[Opening TASK MATERIAL section]

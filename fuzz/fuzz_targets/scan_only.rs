#![no_main]

use libfuzzer_sys::fuzz_target;

use cborgen::{scan_for_links, Decoder};

fuzz_target!(|data: &[u8]| {
    let mut dec = Decoder::from_slice(data);
    if let Ok(consumed) = scan_for_links(&mut dec, |_| {}) {
        assert!(consumed <= data.len() as u64);
        assert_eq!(consumed, dec.position());
    }
});
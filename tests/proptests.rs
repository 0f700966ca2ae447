// Property-based tests for canonical roundtrips, link scanning and record evolution.
//
// Sizes stay small to keep CI fast.
#![allow(clippy::unwrap_used, clippy::expect_used)]

use proptest::prelude::*;
use std::collections::BTreeMap;

use cborgen::header::{header_len, Major};
use cborgen::order::cmp_text_keys;
use cborgen::{
    decode_from_slice, encode_to_vec, links_in, validate, BigInt, CborDecode, CborEncode, Cid,
    Deferred, ErrorCode,
};

fn arb_key() -> impl Strategy<Value = String> {
    proptest::collection::vec(proptest::char::range('a', 'z'), 0..12)
        .prop_map(|chars| chars.into_iter().collect())
}

fn arb_cid() -> impl Strategy<Value = Cid> {
    proptest::collection::vec(any::<u8>(), 2..40).prop_map(Cid::from_bytes)
}

#[derive(Debug, Default, Clone, PartialEq, CborEncode, CborDecode)]
struct Doc {
    title: String,
    links: Vec<Cid>,
    counts: BTreeMap<String, u64>,
    delta: i64,
    blob: Vec<u8>,
    size: BigInt,
    parent: Option<Cid>,
}

#[derive(Debug, Default, Clone, PartialEq, CborEncode, CborDecode)]
struct DocV0 {
    title: String,
    delta: i64,
}

fn arb_doc() -> impl Strategy<Value = Doc> {
    (
        arb_key(),
        proptest::collection::vec(arb_cid(), 0..6),
        proptest::collection::btree_map(arb_key(), any::<u64>(), 0..8),
        any::<i64>(),
        proptest::collection::vec(any::<u8>(), 0..64),
        proptest::collection::vec(any::<u8>(), 0..20),
        proptest::option::of(arb_cid()),
    )
        .prop_map(|(title, links, counts, delta, blob, size, parent)| Doc {
            title,
            links,
            counts,
            delta,
            blob,
            size: BigInt::from_be_bytes(&size),
            parent,
        })
}

proptest! {
    #[test]
    fn uint_header_is_minimal(n in any::<u64>()) {
        let bytes = encode_to_vec(&n).unwrap();
        prop_assert_eq!(bytes.len(), header_len(n));
        prop_assert_eq!(decode_from_slice::<u64>(&bytes).unwrap(), n);

        // one width up is always rejected
        let wider: Vec<u8> = match bytes.len() {
            1 => vec![0x18, n as u8],
            2 => { let mut v = vec![0x19]; v.extend_from_slice(&(n as u16).to_be_bytes()); v }
            3 => { let mut v = vec![0x1a]; v.extend_from_slice(&(n as u32).to_be_bytes()); v }
            5 => { let mut v = vec![0x1b]; v.extend_from_slice(&n.to_be_bytes()); v }
            _ => return Ok(()),
        };
        let err = decode_from_slice::<u64>(&wider).unwrap_err();
        prop_assert_eq!(err.code, ErrorCode::NonCanonicalEncoding);
    }

    #[test]
    fn doc_roundtrip_is_byte_identical(doc in arb_doc()) {
        let bytes = encode_to_vec(&doc).unwrap();
        validate(&bytes).unwrap();

        let back: Doc = decode_from_slice(&bytes).unwrap();
        prop_assert_eq!(&back, &doc);
        prop_assert_eq!(encode_to_vec(&back).unwrap(), bytes.clone());

        let raw: Deferred = decode_from_slice(&bytes).unwrap();
        prop_assert_eq!(raw.as_bytes(), bytes.as_slice());
    }

    #[test]
    fn scan_finds_every_short_link(doc in arb_doc()) {
        let bytes = encode_to_vec(&doc).unwrap();
        let mut expected: Vec<Cid> = doc.links.clone();
        if let Some(p) = &doc.parent {
            // "links" sorts before "parent"
            expected.push(p.clone());
        }
        prop_assert_eq!(links_in(&bytes).unwrap(), expected);
    }

    #[test]
    fn map_keys_are_canonically_ordered(keys in proptest::collection::btree_set(arb_key(), 0..16)) {
        let map: BTreeMap<String, u8> = keys.iter().map(|k| (k.clone(), 0)).collect();
        let bytes = encode_to_vec(&map).unwrap();

        let mut dec = cborgen::Decoder::from_slice(&bytes);
        let n = dec.read_map_len().unwrap();
        let mut prev: Option<String> = None;
        for _ in 0..n {
            let k = dec.read_text().unwrap();
            dec.read_uint().unwrap();
            if let Some(p) = &prev {
                prop_assert_eq!(cmp_text_keys(p, &k), std::cmp::Ordering::Less);
            }
            prev = Some(k);
        }
    }

    #[test]
    fn older_readers_accept_newer_docs(doc in arb_doc()) {
        let bytes = encode_to_vec(&doc).unwrap();
        let old: DocV0 = decode_from_slice(&bytes).unwrap();
        prop_assert_eq!(old.clone(), DocV0 { title: doc.title.clone(), delta: doc.delta });

        let widened: Doc = decode_from_slice(&encode_to_vec(&old).unwrap()).unwrap();
        prop_assert_eq!(widened.title, doc.title);
        prop_assert!(widened.links.is_empty());
    }

    #[test]
    fn arbitrary_input_never_panics(bytes in proptest::collection::vec(any::<u8>(), 0..128)) {
        if validate(&bytes).is_ok() {
            let raw: Deferred = decode_from_slice(&bytes).unwrap();
            prop_assert_eq!(raw.as_bytes(), bytes.as_slice());
        }
        let _ = decode_from_slice::<Doc>(&bytes);
        let _ = cborgen::header::decode_header(&bytes);
        let _ = Major::from_initial_byte(bytes.first().copied().unwrap_or(0));
    }
}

[Closing TASK MATERIAL section]

▶ PROMPT
Only the number is wanted here. How many lines in the entries contain "BTreeMap"?

▶ SOLUTION TO THE PROBLEM
3